Count every line in the entries that holds the word "InvalidTransition". The reply is that count alone.

Items from a dataset
..........

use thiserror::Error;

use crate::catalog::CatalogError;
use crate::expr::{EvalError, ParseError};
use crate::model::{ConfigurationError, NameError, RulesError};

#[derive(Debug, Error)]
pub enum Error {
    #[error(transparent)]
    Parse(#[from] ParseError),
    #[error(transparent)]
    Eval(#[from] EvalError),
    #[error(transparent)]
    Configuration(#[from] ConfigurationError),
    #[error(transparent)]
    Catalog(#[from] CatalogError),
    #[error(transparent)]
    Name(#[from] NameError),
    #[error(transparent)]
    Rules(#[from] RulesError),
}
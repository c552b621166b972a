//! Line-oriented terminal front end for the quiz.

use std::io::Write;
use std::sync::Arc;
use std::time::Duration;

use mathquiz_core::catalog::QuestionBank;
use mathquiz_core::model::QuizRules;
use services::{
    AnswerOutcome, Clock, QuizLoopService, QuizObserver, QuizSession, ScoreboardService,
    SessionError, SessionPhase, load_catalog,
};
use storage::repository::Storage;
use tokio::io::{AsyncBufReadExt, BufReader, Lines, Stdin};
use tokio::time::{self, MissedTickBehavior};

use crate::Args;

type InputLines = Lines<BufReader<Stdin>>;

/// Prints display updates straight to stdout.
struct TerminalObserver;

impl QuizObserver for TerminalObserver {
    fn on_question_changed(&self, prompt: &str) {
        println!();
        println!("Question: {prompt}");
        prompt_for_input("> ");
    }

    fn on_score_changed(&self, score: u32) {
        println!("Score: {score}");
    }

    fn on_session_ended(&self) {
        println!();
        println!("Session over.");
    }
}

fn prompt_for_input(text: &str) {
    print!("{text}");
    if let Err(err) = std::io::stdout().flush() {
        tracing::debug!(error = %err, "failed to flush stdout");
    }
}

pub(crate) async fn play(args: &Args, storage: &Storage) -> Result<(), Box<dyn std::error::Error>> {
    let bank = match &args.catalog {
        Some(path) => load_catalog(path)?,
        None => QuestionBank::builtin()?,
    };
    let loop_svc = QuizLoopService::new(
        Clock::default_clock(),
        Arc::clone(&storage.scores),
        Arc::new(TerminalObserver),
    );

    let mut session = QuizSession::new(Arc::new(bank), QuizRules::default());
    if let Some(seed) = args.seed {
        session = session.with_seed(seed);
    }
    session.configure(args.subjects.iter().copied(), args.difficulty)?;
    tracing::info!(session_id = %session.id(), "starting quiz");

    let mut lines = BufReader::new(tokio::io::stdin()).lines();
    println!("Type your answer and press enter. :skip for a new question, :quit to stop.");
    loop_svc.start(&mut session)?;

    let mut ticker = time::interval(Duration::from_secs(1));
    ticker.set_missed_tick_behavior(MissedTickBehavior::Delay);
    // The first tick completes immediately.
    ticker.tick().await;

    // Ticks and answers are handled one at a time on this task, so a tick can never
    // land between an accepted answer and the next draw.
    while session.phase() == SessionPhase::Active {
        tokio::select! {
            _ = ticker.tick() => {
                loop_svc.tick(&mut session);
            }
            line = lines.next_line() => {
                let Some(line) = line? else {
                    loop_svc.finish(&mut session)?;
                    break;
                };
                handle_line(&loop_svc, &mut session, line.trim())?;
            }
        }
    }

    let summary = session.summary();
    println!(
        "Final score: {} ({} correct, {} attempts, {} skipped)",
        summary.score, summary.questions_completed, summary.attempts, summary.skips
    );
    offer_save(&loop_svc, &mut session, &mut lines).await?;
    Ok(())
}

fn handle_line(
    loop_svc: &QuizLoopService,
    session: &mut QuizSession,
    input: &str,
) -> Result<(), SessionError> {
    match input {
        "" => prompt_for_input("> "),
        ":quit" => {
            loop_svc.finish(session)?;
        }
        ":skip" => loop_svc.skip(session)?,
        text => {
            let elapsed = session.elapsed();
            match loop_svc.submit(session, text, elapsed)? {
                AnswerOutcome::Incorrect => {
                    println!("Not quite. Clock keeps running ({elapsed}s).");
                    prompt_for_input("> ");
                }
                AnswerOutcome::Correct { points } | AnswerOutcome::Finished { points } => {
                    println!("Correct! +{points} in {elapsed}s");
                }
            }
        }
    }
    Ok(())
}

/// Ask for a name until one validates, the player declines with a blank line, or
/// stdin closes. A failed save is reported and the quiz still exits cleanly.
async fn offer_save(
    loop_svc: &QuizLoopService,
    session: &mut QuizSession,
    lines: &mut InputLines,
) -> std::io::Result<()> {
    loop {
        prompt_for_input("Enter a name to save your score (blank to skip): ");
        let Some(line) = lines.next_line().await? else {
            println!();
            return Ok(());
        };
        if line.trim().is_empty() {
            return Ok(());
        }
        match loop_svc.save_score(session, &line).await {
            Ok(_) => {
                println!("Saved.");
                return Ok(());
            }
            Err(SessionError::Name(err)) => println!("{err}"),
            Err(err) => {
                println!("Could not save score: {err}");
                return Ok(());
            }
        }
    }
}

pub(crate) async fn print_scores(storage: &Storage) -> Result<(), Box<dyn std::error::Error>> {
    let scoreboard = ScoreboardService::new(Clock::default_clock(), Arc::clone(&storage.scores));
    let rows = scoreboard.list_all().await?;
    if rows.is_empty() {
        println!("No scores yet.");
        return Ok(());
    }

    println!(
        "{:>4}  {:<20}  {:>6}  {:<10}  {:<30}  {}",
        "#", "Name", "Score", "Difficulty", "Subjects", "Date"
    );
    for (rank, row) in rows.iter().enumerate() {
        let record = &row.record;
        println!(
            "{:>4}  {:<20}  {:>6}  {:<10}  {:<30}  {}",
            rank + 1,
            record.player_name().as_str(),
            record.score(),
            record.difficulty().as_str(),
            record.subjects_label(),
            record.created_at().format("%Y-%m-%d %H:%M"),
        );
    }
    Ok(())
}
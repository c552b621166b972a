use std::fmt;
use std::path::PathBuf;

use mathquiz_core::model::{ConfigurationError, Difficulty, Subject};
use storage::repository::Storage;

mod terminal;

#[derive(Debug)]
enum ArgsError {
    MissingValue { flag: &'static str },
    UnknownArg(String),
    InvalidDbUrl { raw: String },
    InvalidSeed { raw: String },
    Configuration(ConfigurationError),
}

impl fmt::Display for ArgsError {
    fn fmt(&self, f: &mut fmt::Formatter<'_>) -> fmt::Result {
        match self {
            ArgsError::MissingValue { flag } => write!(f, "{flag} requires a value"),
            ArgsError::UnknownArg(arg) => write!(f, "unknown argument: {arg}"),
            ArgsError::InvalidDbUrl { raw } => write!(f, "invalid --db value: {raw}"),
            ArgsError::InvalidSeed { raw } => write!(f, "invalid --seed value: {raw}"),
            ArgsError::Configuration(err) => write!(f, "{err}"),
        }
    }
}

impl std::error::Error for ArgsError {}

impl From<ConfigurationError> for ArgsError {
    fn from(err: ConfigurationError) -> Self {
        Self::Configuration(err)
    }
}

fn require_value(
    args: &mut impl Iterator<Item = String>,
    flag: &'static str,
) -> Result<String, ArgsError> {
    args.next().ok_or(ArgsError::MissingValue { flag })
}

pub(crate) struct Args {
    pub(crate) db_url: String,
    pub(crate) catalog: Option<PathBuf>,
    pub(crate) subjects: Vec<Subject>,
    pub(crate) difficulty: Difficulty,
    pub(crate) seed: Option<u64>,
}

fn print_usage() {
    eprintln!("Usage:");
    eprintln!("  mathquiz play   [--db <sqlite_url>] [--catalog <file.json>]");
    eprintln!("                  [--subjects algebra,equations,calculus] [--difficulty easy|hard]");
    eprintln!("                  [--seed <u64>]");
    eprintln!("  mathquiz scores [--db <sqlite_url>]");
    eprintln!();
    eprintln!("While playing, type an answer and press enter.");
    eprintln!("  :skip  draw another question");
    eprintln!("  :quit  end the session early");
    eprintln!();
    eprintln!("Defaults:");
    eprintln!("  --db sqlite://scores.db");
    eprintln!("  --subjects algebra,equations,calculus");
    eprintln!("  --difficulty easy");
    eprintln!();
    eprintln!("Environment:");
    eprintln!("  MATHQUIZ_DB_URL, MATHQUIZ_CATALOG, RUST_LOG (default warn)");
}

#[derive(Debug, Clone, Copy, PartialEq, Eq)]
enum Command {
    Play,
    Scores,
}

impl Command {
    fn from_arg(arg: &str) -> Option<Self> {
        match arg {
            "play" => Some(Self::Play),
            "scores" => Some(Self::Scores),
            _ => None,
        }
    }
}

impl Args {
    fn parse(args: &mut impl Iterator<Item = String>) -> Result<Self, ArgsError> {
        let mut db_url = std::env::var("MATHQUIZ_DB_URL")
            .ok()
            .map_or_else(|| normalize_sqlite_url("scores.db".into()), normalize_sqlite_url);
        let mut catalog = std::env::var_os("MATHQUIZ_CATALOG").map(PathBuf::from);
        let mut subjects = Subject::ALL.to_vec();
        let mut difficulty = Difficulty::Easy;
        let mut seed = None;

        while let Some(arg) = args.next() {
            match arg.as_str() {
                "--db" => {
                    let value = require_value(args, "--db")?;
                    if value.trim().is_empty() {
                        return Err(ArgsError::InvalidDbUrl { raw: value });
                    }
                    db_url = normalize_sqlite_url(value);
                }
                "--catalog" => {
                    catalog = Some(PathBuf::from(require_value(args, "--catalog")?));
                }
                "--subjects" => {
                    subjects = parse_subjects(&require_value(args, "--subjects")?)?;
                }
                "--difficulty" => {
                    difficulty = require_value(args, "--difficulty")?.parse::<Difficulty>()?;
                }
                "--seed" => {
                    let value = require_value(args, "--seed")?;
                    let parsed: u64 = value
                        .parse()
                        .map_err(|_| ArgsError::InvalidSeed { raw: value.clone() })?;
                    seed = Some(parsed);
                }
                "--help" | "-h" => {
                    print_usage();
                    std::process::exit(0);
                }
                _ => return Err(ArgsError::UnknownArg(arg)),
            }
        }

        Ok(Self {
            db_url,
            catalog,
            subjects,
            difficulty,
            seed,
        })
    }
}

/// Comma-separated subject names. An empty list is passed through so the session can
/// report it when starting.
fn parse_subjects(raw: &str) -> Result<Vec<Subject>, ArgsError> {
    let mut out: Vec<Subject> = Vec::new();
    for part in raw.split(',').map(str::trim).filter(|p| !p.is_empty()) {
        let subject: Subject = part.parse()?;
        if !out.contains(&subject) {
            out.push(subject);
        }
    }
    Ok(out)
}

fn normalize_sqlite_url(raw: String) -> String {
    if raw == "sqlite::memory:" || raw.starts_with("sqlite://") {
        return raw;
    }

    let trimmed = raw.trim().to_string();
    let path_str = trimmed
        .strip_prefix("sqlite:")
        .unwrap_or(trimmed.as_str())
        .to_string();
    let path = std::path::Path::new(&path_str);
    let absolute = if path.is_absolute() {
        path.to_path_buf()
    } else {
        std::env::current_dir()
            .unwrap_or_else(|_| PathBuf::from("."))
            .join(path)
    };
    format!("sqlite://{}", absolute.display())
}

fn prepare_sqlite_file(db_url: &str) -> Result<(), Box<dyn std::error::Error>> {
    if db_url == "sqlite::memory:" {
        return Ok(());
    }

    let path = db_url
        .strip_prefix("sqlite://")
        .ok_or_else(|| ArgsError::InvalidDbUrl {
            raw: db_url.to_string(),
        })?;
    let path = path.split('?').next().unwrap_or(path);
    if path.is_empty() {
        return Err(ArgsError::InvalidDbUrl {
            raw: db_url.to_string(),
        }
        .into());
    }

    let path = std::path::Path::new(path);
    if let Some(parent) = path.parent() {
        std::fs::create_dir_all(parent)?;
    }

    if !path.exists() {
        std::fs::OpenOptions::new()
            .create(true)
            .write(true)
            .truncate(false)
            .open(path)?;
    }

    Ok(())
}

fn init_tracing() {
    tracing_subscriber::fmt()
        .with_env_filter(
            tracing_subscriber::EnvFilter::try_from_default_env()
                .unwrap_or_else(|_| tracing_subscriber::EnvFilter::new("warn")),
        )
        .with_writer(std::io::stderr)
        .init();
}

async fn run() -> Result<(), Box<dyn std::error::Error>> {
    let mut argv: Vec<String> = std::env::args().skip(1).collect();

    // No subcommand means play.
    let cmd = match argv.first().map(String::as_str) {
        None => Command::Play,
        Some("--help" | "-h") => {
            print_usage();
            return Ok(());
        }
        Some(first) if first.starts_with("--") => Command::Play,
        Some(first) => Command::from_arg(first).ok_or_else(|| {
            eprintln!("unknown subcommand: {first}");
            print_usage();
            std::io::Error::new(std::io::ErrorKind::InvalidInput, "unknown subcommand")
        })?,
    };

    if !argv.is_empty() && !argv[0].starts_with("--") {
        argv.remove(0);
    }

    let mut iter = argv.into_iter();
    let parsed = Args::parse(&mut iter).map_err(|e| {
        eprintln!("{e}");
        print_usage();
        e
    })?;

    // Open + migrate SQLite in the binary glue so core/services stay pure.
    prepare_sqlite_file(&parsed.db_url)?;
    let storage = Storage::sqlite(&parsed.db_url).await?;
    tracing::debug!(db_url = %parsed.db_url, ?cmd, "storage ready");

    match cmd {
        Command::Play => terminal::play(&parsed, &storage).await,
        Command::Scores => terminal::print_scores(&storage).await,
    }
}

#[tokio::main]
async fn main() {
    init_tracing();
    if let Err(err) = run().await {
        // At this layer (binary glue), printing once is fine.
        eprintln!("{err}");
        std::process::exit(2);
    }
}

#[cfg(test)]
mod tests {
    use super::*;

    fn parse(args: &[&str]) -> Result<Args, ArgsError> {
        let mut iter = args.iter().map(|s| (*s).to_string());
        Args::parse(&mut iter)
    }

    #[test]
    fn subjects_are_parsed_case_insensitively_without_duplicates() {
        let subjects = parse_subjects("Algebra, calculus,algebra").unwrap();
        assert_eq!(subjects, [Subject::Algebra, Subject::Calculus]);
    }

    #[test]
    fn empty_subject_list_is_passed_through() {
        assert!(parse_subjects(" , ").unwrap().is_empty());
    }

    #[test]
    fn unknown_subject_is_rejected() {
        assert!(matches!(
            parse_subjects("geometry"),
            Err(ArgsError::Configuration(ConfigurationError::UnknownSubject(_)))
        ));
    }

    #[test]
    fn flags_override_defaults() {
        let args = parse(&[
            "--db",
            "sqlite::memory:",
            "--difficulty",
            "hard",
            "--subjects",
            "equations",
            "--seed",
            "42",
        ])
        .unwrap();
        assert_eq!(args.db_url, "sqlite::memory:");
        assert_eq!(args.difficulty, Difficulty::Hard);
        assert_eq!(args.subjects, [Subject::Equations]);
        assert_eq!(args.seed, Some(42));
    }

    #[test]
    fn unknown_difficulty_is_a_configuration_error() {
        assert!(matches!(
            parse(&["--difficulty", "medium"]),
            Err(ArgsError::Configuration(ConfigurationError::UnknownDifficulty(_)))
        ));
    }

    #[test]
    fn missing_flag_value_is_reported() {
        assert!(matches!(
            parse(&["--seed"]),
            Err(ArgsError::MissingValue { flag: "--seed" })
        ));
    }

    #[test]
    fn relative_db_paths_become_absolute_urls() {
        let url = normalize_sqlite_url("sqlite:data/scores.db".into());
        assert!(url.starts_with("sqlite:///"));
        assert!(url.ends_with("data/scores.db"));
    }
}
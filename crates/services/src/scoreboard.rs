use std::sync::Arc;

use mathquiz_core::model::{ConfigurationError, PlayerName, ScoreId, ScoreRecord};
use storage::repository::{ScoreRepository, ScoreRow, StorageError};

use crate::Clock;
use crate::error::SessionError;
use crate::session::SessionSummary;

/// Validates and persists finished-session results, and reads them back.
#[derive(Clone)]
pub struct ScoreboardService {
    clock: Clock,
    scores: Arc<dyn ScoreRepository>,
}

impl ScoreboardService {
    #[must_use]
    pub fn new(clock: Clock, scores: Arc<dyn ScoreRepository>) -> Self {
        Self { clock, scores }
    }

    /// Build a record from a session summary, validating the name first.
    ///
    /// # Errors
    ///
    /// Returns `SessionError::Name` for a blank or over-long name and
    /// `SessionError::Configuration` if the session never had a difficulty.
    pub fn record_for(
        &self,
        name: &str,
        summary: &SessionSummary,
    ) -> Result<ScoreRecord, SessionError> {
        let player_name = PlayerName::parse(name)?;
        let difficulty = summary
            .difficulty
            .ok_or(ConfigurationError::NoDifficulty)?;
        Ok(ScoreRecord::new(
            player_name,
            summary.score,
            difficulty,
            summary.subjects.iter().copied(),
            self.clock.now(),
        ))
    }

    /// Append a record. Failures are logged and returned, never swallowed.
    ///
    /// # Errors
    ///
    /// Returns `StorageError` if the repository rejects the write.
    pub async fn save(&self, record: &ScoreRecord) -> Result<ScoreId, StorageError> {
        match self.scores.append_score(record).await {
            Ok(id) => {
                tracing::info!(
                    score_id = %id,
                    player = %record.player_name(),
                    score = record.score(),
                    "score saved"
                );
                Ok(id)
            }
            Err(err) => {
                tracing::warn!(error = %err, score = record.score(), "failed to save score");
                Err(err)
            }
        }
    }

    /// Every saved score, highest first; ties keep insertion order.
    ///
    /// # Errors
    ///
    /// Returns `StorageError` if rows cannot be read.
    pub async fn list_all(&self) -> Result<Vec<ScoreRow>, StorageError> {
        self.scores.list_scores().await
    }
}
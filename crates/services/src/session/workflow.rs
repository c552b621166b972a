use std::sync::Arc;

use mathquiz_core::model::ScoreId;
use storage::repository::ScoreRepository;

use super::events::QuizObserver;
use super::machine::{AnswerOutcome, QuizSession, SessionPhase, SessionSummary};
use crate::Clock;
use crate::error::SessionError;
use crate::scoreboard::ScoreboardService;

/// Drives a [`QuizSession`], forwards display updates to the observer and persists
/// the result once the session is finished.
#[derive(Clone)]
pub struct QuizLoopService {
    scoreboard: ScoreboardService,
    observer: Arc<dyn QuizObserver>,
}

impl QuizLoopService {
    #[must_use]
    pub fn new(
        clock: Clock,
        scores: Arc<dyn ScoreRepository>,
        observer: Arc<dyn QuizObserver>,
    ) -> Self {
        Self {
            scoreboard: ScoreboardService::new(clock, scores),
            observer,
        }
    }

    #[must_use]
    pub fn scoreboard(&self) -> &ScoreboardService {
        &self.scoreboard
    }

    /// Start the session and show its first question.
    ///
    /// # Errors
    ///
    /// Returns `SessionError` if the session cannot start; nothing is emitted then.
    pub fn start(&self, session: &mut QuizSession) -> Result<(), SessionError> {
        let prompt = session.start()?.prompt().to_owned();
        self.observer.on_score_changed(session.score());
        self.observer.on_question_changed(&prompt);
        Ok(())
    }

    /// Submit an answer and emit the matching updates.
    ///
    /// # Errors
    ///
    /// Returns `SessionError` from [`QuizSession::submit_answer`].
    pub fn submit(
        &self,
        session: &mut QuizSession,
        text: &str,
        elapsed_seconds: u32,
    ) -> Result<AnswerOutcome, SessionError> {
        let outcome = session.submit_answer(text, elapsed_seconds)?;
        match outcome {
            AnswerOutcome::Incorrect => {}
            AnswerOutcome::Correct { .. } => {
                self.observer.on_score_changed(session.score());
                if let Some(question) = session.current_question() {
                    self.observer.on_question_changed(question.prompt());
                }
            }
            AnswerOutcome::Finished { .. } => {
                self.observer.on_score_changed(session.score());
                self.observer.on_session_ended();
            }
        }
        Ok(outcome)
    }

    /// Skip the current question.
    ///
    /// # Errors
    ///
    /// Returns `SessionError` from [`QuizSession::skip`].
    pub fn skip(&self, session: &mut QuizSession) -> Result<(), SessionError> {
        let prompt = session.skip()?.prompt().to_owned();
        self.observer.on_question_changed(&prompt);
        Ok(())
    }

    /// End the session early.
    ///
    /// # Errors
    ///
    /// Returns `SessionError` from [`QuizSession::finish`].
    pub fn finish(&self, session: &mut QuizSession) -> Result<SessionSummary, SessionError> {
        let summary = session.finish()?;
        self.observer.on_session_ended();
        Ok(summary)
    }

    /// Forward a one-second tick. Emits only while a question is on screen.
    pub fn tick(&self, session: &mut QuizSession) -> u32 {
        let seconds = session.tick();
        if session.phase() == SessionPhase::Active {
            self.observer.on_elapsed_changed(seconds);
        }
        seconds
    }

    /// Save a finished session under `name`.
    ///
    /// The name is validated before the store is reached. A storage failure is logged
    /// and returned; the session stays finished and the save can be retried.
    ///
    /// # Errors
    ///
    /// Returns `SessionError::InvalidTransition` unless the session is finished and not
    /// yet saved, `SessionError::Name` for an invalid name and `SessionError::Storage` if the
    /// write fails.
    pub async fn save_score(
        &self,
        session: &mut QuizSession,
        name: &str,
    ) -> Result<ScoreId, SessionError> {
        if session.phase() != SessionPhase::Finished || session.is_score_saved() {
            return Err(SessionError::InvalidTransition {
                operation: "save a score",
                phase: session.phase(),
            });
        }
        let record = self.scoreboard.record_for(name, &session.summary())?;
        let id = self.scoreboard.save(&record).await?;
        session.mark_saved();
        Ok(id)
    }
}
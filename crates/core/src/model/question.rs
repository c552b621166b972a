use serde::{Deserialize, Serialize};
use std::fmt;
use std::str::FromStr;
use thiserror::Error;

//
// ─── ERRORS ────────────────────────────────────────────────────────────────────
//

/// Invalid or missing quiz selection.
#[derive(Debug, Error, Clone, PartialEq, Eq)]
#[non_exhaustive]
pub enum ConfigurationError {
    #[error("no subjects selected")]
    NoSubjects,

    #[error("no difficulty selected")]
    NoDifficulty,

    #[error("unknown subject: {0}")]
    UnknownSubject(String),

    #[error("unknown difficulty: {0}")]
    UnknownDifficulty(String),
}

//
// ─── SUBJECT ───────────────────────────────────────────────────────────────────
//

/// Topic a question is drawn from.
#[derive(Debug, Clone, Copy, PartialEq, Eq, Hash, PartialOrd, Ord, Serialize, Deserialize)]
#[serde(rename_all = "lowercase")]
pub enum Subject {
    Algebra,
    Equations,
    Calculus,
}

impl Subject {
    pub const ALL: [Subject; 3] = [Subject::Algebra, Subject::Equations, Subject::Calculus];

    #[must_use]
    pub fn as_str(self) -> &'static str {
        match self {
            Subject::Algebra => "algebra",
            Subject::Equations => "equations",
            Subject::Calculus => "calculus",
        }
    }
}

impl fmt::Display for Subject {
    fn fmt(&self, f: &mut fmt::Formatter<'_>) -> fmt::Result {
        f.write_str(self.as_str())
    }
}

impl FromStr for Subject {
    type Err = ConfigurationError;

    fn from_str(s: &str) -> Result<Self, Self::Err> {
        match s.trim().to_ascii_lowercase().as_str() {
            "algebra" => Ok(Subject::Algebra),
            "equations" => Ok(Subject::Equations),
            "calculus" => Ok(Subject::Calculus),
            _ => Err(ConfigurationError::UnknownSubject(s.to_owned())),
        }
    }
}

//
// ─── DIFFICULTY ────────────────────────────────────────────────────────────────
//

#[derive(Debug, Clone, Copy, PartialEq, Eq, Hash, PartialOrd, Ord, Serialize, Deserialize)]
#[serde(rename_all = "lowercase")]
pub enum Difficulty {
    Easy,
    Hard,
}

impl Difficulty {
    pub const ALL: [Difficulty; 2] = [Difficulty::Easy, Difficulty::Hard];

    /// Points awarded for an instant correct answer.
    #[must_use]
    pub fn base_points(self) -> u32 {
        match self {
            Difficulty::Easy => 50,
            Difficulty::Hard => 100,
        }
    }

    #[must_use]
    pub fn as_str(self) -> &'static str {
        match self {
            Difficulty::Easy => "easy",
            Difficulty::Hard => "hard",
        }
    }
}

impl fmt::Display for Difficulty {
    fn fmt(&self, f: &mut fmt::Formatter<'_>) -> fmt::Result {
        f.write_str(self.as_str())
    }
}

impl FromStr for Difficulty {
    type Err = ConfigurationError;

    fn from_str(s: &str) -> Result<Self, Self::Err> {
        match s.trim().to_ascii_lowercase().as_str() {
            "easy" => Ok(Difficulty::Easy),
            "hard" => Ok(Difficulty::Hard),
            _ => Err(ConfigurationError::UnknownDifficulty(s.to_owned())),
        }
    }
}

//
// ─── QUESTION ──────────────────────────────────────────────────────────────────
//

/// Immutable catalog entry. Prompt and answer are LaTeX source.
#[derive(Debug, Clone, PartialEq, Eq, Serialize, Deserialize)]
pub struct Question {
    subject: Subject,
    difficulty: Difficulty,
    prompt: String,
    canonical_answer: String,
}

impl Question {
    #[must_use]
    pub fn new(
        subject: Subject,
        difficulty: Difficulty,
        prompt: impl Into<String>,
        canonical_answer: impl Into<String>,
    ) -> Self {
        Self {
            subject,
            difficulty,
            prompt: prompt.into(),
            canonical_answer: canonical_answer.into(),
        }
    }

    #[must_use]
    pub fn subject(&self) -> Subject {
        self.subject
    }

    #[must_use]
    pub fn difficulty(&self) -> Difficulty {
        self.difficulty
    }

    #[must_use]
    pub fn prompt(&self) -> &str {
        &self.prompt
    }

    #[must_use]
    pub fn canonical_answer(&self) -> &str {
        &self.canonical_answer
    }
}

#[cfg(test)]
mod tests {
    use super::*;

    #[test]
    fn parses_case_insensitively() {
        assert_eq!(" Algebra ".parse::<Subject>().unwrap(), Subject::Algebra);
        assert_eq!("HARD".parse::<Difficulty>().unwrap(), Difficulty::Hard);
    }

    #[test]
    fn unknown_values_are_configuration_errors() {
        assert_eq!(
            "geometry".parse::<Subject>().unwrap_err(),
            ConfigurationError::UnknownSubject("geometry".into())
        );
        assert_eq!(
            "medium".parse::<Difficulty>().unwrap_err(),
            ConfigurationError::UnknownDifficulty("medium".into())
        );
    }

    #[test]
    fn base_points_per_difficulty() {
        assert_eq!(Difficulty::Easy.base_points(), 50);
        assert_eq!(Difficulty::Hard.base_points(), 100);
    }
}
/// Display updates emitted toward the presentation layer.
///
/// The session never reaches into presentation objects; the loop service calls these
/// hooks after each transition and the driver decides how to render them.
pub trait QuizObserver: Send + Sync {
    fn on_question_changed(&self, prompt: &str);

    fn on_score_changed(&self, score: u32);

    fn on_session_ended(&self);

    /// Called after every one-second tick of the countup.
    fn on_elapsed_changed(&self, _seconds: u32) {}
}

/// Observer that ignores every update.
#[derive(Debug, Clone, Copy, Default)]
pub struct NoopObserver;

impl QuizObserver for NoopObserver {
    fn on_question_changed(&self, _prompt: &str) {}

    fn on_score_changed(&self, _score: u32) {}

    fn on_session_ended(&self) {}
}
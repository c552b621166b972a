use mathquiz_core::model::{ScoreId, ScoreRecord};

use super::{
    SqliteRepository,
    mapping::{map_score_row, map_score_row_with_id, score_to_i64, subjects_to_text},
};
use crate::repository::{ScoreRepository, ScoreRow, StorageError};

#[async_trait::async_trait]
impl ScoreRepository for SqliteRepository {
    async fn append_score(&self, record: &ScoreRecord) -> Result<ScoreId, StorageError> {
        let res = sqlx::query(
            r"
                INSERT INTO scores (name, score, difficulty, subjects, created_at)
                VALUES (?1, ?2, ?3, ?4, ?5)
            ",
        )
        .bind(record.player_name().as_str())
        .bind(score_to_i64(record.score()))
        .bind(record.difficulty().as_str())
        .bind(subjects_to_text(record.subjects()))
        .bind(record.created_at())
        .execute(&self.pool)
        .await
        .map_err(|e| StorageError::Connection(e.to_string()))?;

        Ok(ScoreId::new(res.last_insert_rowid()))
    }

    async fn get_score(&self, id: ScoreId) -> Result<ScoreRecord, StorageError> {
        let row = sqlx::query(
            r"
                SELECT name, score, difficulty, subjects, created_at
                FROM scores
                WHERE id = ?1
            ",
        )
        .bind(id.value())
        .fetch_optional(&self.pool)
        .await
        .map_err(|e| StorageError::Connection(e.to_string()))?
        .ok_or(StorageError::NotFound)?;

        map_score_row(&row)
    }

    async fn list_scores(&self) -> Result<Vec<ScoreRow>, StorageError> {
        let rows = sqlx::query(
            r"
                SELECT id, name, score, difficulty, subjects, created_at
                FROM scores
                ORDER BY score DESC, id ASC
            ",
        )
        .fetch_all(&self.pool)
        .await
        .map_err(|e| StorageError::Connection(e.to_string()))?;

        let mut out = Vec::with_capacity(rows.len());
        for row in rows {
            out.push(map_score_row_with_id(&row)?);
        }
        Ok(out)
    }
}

..........

Answer for this exercise: 2